Totally get where you are coming from, but there is no way I could have coded anywhere near as fast without AI. The game has no 'engine', it is built from the ground up. While there are a few 'god classes', and a little spaghetti, it's overall pretty decent. I can run many agents in parallel without merge conflicts due to the fact it's well separated and modular. It's closer to a game engine for Survivor Roguelikes than a game itself. The bottleneck was actually balance, sound, music, art etc.
The article goes into more details, but you will find that AI can easily handle it if you use the techniques I discussed :) Let me know if you got questions about that further, I will continue to do more coverage into it over time, as there are plenty of techniques that help out (many in the article, some not :D).
But still expect to put in plenty of work, it's not some 1 shot machine...although maybe Ralph Loops will change it soon...which I have experimented with!
One observation so far is seeing that there is real effort in configuring the agentic workflow, and getting that to work even semi-consistently, meaning that there is always tweaking and experimentation for the specific use case. This isn't trivial work, and arguably it's a tradeoff, since all that effort could be spend coding the game directly.
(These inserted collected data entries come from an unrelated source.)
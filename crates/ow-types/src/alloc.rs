//! Allocation seam for identifier buffers.
//!
//! Every identifier, chain copy, and transfer package is allocated through an
//! [`IdAllocator`] handed to the component that builds it. Production code
//! uses [`HeapAllocator`]; tests substitute allocators that fail on demand to
//! exercise out-of-memory paths.

use std::fmt;

use crate::error::{ShellError, ShellResult};

/// Allocates zero-filled byte buffers for identifiers.
pub trait IdAllocator: fmt::Debug + Send + Sync {
    /// Return a zero-filled buffer of exactly `len` bytes.
    fn allocate(&self, len: usize) -> ShellResult<Vec<u8>>;
}

/// Process heap allocator that reports exhaustion instead of aborting.
#[derive(Clone, Copy, Debug, Default)]
pub struct HeapAllocator;

impl IdAllocator for HeapAllocator {
    fn allocate(&self, len: usize) -> ShellResult<Vec<u8>> {
        let mut buf = Vec::new();
        buf.try_reserve_exact(len)
            .map_err(|_| ShellError::OutOfMemory { requested: len })?;
        buf.resize(len, 0);
        Ok(buf)
    }
}

#[cfg(test)]
mod tests {
    use super::*;

    #[test]
    fn heap_allocates_exact_zeroed() {
        let buf = HeapAllocator.allocate(16).unwrap();
        assert_eq!(buf.len(), 16);
        assert!(buf.iter().all(|&b| b == 0));
    }

    #[test]
    fn heap_reports_exhaustion() {
        let err = HeapAllocator.allocate(usize::MAX).unwrap_err();
        assert_eq!(
            err,
            ShellError::OutOfMemory {
                requested: usize::MAX
            }
        );
    }
}
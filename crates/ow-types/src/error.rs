use thiserror::Error;

/// Failure signals reported to the host.
///
/// A short read (fewer items than requested because a snapshot ran out) is
/// not an error and is reported through the enumerator's fetch status instead.
#[derive(Debug, Clone, Error, PartialEq, Eq)]
pub enum ShellError {
    /// Malformed or foreign identifier, missing required input, or an
    /// unsupported mode or column index.
    #[error("invalid argument: {reason}")]
    InvalidArgument { reason: String },

    /// An identifier, copy, or transfer buffer could not be allocated.
    #[error("out of memory allocating {requested} bytes")]
    OutOfMemory { requested: usize },

    /// The operation requires initialization that has not happened yet.
    #[error("object not ready")]
    NotReady,

    /// The namespace is read-only; the operation is structurally unsupported.
    #[error("operation not supported: {operation}")]
    Unsupported { operation: String },

    /// The path resolver could not turn a path into a folder.
    #[error("failed to resolve {path}: {reason}")]
    Resolve { path: String, reason: String },
}

impl ShellError {
    /// Shorthand for [`ShellError::InvalidArgument`].
    pub fn invalid(reason: impl Into<String>) -> Self {
        Self::InvalidArgument {
            reason: reason.into(),
        }
    }

    /// Shorthand for [`ShellError::Unsupported`].
    pub fn unsupported(operation: impl Into<String>) -> Self {
        Self::Unsupported {
            operation: operation.into(),
        }
    }

    /// True for argument-validation failures.
    pub fn is_invalid_argument(&self) -> bool {
        matches!(self, Self::InvalidArgument { .. })
    }
}

/// Convenience type alias used across the OpenWin crates.
pub type ShellResult<T> = Result<T, ShellError>;
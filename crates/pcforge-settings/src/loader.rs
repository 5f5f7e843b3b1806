//! Layered settings loading.
//!
//! Compiled defaults, then the JSON file, then `PCFORGE_*` environment
//! variables, then validation. When layering the file over the defaults,
//! objects merge key by key, any other value replaces what it overlays, and
//! `null` leaves the default in place.

use std::ops::RangeInclusive;
use std::path::{Path, PathBuf};
use std::str::FromStr;

use serde_json::Value;
use tracing::{debug, warn};

use crate::errors::{Result, SettingsError};
use crate::types::PcforgeSettings;

/// `~/.pcforge/settings.json`, falling back to `/tmp` without `HOME`.
pub fn settings_path() -> PathBuf {
    std::env::var_os("HOME")
        .map_or_else(|| PathBuf::from("/tmp"), PathBuf::from)
        .join(".pcforge")
        .join("settings.json")
}

/// Load from [`settings_path`] with process environment overrides.
pub fn load_settings() -> Result<PcforgeSettings> {
    load_settings_from_path(&settings_path())
}

/// Load from `path` with process environment overrides.
///
/// A missing file yields defaults. Unreadable or malformed files and values
/// that fail [`PcforgeSettings::validate`] are errors.
pub fn load_settings_from_path(path: &Path) -> Result<PcforgeSettings> {
    load_with_env(path, |name| std::env::var(name).ok())
}

/// Load from `path`, resolving environment overrides through `lookup`.
pub fn load_with_env(
    path: &Path,
    lookup: impl Fn(&str) -> Option<String>,
) -> Result<PcforgeSettings> {
    let mut layered = serde_json::to_value(PcforgeSettings::default())?;
    match read_file(path)? {
        Some(file) => {
            debug!(path = %path.display(), "applying settings file");
            layered = deep_merge(layered, file);
        }
        None => debug!(path = %path.display(), "no settings file"),
    }

    let mut settings: PcforgeSettings = serde_json::from_value(layered)?;
    apply_env_overrides(&mut settings, lookup);
    settings.validate()?;
    Ok(settings)
}

fn read_file(path: &Path) -> Result<Option<Value>> {
    let text = match std::fs::read_to_string(path) {
        Ok(text) => text,
        Err(e) if e.kind() == std::io::ErrorKind::NotFound => return Ok(None),
        Err(source) => {
            return Err(SettingsError::Read {
                path: path.to_owned(),
                source,
            });
        }
    };
    serde_json::from_str(&text)
        .map(Some)
        .map_err(|source| SettingsError::Syntax {
            path: path.to_owned(),
            source,
        })
}

/// Overlay `overlay` onto `base`.
pub fn deep_merge(base: Value, overlay: Value) -> Value {
    match (base, overlay) {
        (Value::Object(mut merged), Value::Object(overlay)) => {
            for (key, value) in overlay.into_iter().filter(|(_, v)| !v.is_null()) {
                let next = match merged.remove(&key) {
                    Some(existing) => deep_merge(existing, value),
                    None => value,
                };
                let _ = merged.insert(key, next);
            }
            Value::Object(merged)
        }
        (_, overlay) => overlay,
    }
}

/// Apply `PCFORGE_*` overrides.
///
/// Numbers must parse and fall inside the listed bounds. Invalid values are
/// logged and skipped; empty strings count as unset.
pub fn apply_env_overrides(settings: &mut PcforgeSettings, lookup: impl Fn(&str) -> Option<String>) {
    let env = Env(lookup);
    let client = &mut settings.client;
    env.text("PCFORGE_URL", &mut client.url);
    env.text("PCFORGE_HEALTH_URL", &mut client.health_url);
    env.number("PCFORGE_OPEN_TIMEOUT_MS", 100..=300_000, &mut client.open_timeout_ms);
    env.number(
        "PCFORGE_HEARTBEAT_TIMEOUT_MS",
        1_000..=3_600_000,
        &mut client.heartbeat_timeout_ms,
    );
    env.number(
        "PCFORGE_PROBE_INTERVAL_MS",
        1_000..=86_400_000,
        &mut client.probe_interval_ms,
    );
    env.number("PCFORGE_PROBE_TIMEOUT_MS", 100..=60_000, &mut client.probe_timeout_ms);
    env.number(
        "PCFORGE_QUERY_TIMEOUT_MS",
        1_000..=3_600_000,
        &mut client.query_timeout_ms,
    );
    env.number("PCFORGE_MAX_QUERY_CHARS", 1..=100_000, &mut client.max_query_chars);

    let retry = &mut settings.retry;
    env.number("PCFORGE_MAX_ATTEMPTS", 0..=100, &mut retry.max_attempts);
    env.number("PCFORGE_BASE_DELAY_MS", 1..=600_000, &mut retry.base_delay_ms);
    env.number("PCFORGE_MAX_DELAY_MS", 1..=3_600_000, &mut retry.max_delay_ms);

    env.text("PCFORGE_LOG_LEVEL", &mut settings.logging.level);
    env.flag("PCFORGE_LOG_JSON", &mut settings.logging.json);
}

/// `true`/`1`/`yes`/`on` or `false`/`0`/`no`/`off`, any case.
pub fn parse_bool(val: &str) -> Option<bool> {
    const TRUE: [&str; 4] = ["true", "1", "yes", "on"];
    const FALSE: [&str; 4] = ["false", "0", "no", "off"];
    if TRUE.iter().any(|t| val.eq_ignore_ascii_case(t)) {
        Some(true)
    } else if FALSE.iter().any(|f| val.eq_ignore_ascii_case(f)) {
        Some(false)
    } else {
        None
    }
}

/// Parse a number and require it to fall inside `bounds`.
pub fn parse_bounded<T>(val: &str, bounds: &RangeInclusive<T>) -> Option<T>
where
    T: FromStr + PartialOrd,
{
    val.trim().parse().ok().filter(|n| bounds.contains(n))
}

struct Env<F>(F);

impl<F: Fn(&str) -> Option<String>> Env<F> {
    fn raw(&self, name: &str) -> Option<String> {
        (self.0)(name).filter(|v| !v.is_empty())
    }

    fn text(&self, name: &str, slot: &mut String) {
        if let Some(v) = self.raw(name) {
            *slot = v;
        }
    }

    fn flag(&self, name: &str, slot: &mut bool) {
        if let Some(v) = self.raw(name) {
            match parse_bool(&v) {
                Some(b) => *slot = b,
                None => warn!(key = name, value = %v, "expected a boolean, ignoring"),
            }
        }
    }

    fn number<T>(&self, name: &str, bounds: RangeInclusive<T>, slot: &mut T)
    where
        T: FromStr + PartialOrd + std::fmt::Display,
    {
        if let Some(v) = self.raw(name) {
            match parse_bounded(&v, &bounds) {
                Some(n) => *slot = n,
                None => warn!(
                    key = name,
                    value = %v,
                    min = %bounds.start(),
                    max = %bounds.end(),
                    "out of range or not a number, ignoring"
                ),
            }
        }
    }
}

// ─────────────────────────────────────────────────────────────────────────────
// Tests
// ─────────────────────────────────────────────────────────────────────────────
//! Transport seam.
//!
//! A [`Connector`] opens one transport attempt and hands back a [`Link`]:
//! an outbound command channel and an inbound event channel. The session
//! runtime only ever talks to the link, so tests can substitute an
//! in-memory connector built on [`Link::pair`].
//!
//! [`WsConnector`] is the production implementation over
//! `tokio-tungstenite`, with one writer pump and one reader pump per
//! socket.

use async_trait::async_trait;
use futures::{SinkExt, StreamExt};
use pcforge_core::SessionError;
use pcforge_core::constants::CLOSE_ABNORMAL;
use pcforge_core::errors::classify::{classify_handshake_status, classify_transport};
use tokio::sync::mpsc;
use tokio_tungstenite::connect_async;
use tokio_tungstenite::tungstenite::{Error as WsError, Message};
use tokio_tungstenite::tungstenite::protocol::CloseFrame;
use tokio_tungstenite::tungstenite::protocol::frame::coding::CloseCode;
use tracing::{debug, trace, warn};

/// Close code reported when the peer sends a close frame without a status.
const CLOSE_NO_STATUS: u16 = 1005;

/// Something that happened on an open transport.
#[derive(Clone, Debug, PartialEq, Eq)]
pub enum LinkEvent {
    /// A text frame arrived.
    Frame(String),
    /// The socket closed. Always the last event of a link.
    Closed {
        /// WebSocket close code (1006 when the connection dropped).
        code: u16,
        /// Close reason, possibly empty.
        reason: String,
    },
    /// A write failed. The socket may still be readable.
    Failed(String),
}

/// A request to the transport writer.
#[derive(Clone, Debug, PartialEq, Eq)]
pub enum LinkCommand {
    /// Send a text frame.
    Send(String),
    /// Send a close frame and stop writing.
    Close {
        /// WebSocket close code.
        code: u16,
        /// Close reason.
        reason: String,
    },
}

/// The session's end of an open transport.
#[derive(Debug)]
pub struct Link {
    /// Commands for the writer.
    pub outbound: mpsc::UnboundedSender<LinkCommand>,
    /// Events from the reader.
    pub inbound: mpsc::UnboundedReceiver<LinkEvent>,
}

/// The transport's end of a [`Link`], used by connectors and test doubles.
#[derive(Debug)]
pub struct LinkPeer {
    /// Events to deliver to the session.
    pub events: mpsc::UnboundedSender<LinkEvent>,
    /// Commands issued by the session.
    pub commands: mpsc::UnboundedReceiver<LinkCommand>,
}

impl Link {
    /// Create a connected link/peer pair.
    pub fn pair() -> (Self, LinkPeer) {
        let (cmd_tx, cmd_rx) = mpsc::unbounded_channel();
        let (event_tx, event_rx) = mpsc::unbounded_channel();
        (
            Self {
                outbound: cmd_tx,
                inbound: event_rx,
            },
            LinkPeer {
                events: event_tx,
                commands: cmd_rx,
            },
        )
    }
}

/// Opens transport attempts.
#[async_trait]
pub trait Connector: Send + Sync {
    /// Open a transport to `url`.
    ///
    /// Resolves once the socket is open. Failures are classified into a
    /// [`SessionError`]; the caller enforces the open timeout.
    async fn open(&self, url: &str) -> Result<Link, SessionError>;
}

/// `tokio-tungstenite` connector.
#[derive(Clone, Copy, Debug, Default)]
pub struct WsConnector;

#[async_trait]
impl Connector for WsConnector {
    async fn open(&self, url: &str) -> Result<Link, SessionError> {
        let (ws, response) = connect_async(url)
            .await
            .map_err(|e| classify_connect_error(&e))?;
        debug!(url, status = %response.status(), "websocket handshake complete");

        let (link, peer) = Link::pair();
        let LinkPeer { events, commands } = peer;
        let (sink, stream) = ws.split();

        drop(tokio::spawn(write_pump(sink, commands, events.clone())));
        drop(tokio::spawn(read_pump(stream, events)));
        Ok(link)
    }
}

/// A refused upgrade is classified on its HTTP status; everything else
/// falls back to the error text.
fn classify_connect_error(err: &WsError) -> SessionError {
    match err {
        WsError::Http(response) => classify_handshake_status(response.status().as_u16()),
        other => classify_transport(&other.to_string()),
    }
}

async fn write_pump<S>(
    mut sink: S,
    mut commands: mpsc::UnboundedReceiver<LinkCommand>,
    events: mpsc::UnboundedSender<LinkEvent>,
) where
    S: futures::Sink<Message> + Unpin,
    S::Error: std::fmt::Display,
{
    while let Some(command) = commands.recv().await {
        match command {
            LinkCommand::Send(text) => {
                trace!(bytes = text.len(), "sending frame");
                if let Err(e) = sink.send(Message::Text(text.into())).await {
                    warn!(error = %e, "websocket write failed");
                    let _ = events.send(LinkEvent::Failed(e.to_string()));
                }
            }
            LinkCommand::Close { code, reason } => {
                debug!(code, "sending close frame");
                let frame = CloseFrame {
                    code: CloseCode::from(code),
                    reason: reason.into(),
                };
                let _ = sink.send(Message::Close(Some(frame))).await;
                let _ = sink.close().await;
                return;
            }
        }
    }
    // Link dropped without an explicit close
    let _ = sink.close().await;
}

async fn read_pump<S, E>(mut stream: S, events: mpsc::UnboundedSender<LinkEvent>)
where
    S: futures::Stream<Item = Result<Message, E>> + Unpin,
    E: std::fmt::Display,
{
    let closed = loop {
        let event = match stream.next().await {
            Some(Ok(Message::Text(text))) => LinkEvent::Frame(text.as_str().to_owned()),
            Some(Ok(Message::Binary(bytes))) => {
                LinkEvent::Frame(String::from_utf8_lossy(&bytes).into_owned())
            }
            Some(Ok(Message::Close(frame))) => {
                break match frame {
                    Some(frame) => LinkEvent::Closed {
                        code: u16::from(frame.code),
                        reason: frame.reason.as_str().to_owned(),
                    },
                    None => LinkEvent::Closed {
                        code: CLOSE_NO_STATUS,
                        reason: String::new(),
                    },
                };
            }
            Some(Ok(_)) => continue,
            Some(Err(e)) => {
                break LinkEvent::Closed {
                    code: CLOSE_ABNORMAL,
                    reason: e.to_string(),
                };
            }
            None => {
                break LinkEvent::Closed {
                    code: CLOSE_ABNORMAL,
                    reason: "connection dropped".into(),
                };
            }
        };
        if events.send(event).is_err() {
            // Session dropped the link
            return;
        }
    };
    let _ = events.send(closed);
}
With enough skills it would be about the same time except better quality to code it by hand (with of course AI assistance where needed, but it would be human written).
This just means that the real value so far with AI is in letting non-programmers do coding, but it doesn't come without the cost of real effort to set things up and less quality in the end.
I agree the game is far from original or as polished as it needs to be, that is why it is a Demo. I've fixed many things since the initial launch, which was a marathon 14 week sprint of 1300 commits, and 8-16 hour days, which you can see in the article.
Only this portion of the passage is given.